(Source data)
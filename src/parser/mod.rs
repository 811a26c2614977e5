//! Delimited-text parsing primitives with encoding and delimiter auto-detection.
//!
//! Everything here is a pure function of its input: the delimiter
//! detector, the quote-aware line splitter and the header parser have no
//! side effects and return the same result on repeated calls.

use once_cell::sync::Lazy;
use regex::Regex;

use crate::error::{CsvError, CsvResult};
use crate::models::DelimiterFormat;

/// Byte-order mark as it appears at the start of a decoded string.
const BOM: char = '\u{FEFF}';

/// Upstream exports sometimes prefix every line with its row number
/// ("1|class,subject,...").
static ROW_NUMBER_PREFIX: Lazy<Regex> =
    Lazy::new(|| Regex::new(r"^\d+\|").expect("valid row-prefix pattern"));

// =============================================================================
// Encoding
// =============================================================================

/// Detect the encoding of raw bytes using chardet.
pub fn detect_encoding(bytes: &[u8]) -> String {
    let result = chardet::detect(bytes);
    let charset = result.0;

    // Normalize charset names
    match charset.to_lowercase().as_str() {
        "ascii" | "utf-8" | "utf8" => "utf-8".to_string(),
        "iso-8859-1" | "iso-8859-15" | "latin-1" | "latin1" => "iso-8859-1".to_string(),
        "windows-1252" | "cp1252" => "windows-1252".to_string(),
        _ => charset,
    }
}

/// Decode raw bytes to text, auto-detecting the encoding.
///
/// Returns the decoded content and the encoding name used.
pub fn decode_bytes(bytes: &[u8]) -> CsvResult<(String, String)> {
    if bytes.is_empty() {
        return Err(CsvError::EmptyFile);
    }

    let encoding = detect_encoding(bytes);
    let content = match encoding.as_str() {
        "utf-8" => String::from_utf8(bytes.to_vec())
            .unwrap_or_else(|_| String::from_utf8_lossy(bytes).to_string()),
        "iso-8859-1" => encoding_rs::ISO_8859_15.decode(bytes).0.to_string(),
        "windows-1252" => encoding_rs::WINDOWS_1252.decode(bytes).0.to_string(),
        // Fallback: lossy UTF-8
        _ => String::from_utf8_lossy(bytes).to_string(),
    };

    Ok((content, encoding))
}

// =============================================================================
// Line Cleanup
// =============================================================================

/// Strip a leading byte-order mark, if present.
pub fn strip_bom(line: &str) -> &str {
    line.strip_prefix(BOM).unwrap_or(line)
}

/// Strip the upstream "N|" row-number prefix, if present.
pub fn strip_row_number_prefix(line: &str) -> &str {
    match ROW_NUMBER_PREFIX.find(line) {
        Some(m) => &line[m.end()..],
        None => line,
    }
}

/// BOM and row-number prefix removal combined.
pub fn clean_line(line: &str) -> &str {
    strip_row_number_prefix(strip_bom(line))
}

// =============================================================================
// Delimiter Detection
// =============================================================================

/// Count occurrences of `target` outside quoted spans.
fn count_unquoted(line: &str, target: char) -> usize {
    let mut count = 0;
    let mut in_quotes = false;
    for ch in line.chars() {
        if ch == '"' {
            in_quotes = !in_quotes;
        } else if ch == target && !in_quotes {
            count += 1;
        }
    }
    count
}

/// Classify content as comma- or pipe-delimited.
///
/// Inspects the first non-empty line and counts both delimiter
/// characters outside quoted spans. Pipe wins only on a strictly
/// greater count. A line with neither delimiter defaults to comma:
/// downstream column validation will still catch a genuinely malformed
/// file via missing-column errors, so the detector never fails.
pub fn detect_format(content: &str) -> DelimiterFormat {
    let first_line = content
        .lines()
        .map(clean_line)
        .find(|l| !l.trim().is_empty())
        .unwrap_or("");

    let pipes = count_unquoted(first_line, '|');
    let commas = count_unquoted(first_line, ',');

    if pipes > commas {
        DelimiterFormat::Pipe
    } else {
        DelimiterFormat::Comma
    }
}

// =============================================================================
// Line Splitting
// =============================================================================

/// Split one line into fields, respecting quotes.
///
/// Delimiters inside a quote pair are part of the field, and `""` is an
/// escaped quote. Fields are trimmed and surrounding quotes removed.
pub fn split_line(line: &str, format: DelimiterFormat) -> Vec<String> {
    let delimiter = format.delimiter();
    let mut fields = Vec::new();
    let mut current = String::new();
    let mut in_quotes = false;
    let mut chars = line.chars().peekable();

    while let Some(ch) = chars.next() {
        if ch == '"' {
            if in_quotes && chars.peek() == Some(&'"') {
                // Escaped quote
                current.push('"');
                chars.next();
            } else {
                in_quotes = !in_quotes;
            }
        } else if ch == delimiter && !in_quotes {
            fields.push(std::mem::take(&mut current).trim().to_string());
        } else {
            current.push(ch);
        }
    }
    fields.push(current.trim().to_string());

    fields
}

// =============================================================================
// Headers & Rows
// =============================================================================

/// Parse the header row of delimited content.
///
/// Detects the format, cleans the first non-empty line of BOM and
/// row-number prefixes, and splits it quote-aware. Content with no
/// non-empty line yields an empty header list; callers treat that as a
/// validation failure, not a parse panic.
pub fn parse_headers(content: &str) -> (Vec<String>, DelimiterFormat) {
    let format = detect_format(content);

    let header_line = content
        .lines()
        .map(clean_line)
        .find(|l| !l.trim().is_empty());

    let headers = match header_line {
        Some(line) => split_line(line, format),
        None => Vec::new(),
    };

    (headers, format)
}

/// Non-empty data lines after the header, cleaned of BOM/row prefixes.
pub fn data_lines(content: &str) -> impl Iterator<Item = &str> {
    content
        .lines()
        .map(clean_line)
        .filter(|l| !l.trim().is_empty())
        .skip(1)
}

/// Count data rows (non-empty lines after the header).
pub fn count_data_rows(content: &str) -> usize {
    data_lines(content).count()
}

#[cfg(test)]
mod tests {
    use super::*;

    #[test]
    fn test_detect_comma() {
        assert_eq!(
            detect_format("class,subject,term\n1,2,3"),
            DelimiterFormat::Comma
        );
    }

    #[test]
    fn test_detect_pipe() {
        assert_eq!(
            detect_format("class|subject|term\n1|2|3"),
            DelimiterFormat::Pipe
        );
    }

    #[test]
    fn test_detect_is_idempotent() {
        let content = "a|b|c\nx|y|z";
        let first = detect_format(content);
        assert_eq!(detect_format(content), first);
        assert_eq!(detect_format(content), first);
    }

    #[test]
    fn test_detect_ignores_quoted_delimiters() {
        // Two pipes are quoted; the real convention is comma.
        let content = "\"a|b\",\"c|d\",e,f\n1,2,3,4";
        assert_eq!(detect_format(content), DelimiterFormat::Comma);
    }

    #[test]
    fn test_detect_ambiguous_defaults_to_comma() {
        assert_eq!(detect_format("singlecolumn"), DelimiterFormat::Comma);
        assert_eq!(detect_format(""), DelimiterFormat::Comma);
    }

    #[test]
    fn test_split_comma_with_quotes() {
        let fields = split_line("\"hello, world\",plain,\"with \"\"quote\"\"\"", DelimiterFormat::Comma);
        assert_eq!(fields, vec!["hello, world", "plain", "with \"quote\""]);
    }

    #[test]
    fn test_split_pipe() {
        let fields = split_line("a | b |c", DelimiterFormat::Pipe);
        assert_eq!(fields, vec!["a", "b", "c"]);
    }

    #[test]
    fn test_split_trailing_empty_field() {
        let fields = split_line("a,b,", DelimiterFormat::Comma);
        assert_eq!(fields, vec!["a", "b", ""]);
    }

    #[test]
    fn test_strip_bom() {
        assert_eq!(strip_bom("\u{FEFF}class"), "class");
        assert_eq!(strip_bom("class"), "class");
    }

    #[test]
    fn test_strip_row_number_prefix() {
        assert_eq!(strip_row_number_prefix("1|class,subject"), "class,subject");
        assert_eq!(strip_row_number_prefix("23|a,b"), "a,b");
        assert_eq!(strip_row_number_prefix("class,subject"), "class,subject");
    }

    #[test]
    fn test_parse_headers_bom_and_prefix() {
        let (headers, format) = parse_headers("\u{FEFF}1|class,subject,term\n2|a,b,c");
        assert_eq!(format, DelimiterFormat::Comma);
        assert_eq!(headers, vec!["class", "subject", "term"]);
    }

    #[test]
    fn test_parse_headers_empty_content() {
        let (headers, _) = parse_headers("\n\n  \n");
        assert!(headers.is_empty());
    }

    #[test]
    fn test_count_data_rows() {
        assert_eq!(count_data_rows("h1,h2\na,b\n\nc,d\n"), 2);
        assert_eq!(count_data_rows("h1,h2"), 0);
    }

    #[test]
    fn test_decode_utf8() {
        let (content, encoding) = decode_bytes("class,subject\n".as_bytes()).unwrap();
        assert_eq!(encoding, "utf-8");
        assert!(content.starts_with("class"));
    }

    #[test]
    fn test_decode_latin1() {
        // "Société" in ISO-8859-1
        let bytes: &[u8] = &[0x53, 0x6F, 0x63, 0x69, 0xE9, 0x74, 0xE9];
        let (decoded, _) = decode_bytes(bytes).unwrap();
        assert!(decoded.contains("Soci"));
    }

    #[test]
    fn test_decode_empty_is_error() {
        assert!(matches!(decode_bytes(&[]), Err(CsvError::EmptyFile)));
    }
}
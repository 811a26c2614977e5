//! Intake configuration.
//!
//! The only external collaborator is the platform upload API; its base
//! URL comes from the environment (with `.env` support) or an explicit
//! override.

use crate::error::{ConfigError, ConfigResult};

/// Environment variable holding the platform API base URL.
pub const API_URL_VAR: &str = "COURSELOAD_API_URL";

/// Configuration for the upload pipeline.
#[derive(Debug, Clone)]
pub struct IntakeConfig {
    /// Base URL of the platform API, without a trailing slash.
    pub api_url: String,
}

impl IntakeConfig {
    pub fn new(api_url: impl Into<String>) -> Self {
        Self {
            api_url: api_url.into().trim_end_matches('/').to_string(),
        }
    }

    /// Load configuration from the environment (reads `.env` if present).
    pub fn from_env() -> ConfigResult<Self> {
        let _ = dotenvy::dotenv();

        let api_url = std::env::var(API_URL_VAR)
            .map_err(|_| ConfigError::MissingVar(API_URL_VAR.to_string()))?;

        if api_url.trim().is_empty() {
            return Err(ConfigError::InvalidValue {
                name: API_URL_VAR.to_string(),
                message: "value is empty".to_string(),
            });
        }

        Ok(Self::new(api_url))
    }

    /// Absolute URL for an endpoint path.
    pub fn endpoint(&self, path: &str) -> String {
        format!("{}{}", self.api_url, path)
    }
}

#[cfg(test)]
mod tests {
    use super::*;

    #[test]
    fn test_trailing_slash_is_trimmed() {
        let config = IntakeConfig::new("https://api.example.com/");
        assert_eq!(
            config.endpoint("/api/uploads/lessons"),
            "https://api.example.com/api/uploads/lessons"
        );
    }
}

> [Exercise directions]
Retype the records above, but only those lines that fall between the line containing "if pipes > commas" and the line containing "let mut current = String::new();", with both of those lines included, exactly as written.

> [Answer section]
    if pipes > commas {
        DelimiterFormat::Pipe
    } else {
        DelimiterFormat::Comma
    }
}

// =============================================================================
// Line Splitting
// =============================================================================

/// Split one line into fields, respecting quotes.
///
/// Delimiters inside a quote pair are part of the field, and `""` is an
/// escaped quote. Fields are trimmed and surrounding quotes removed.
pub fn split_line(line: &str, format: DelimiterFormat) -> Vec<String> {
    let delimiter = format.delimiter();
    let mut fields = Vec::new();
    let mut current = String::new();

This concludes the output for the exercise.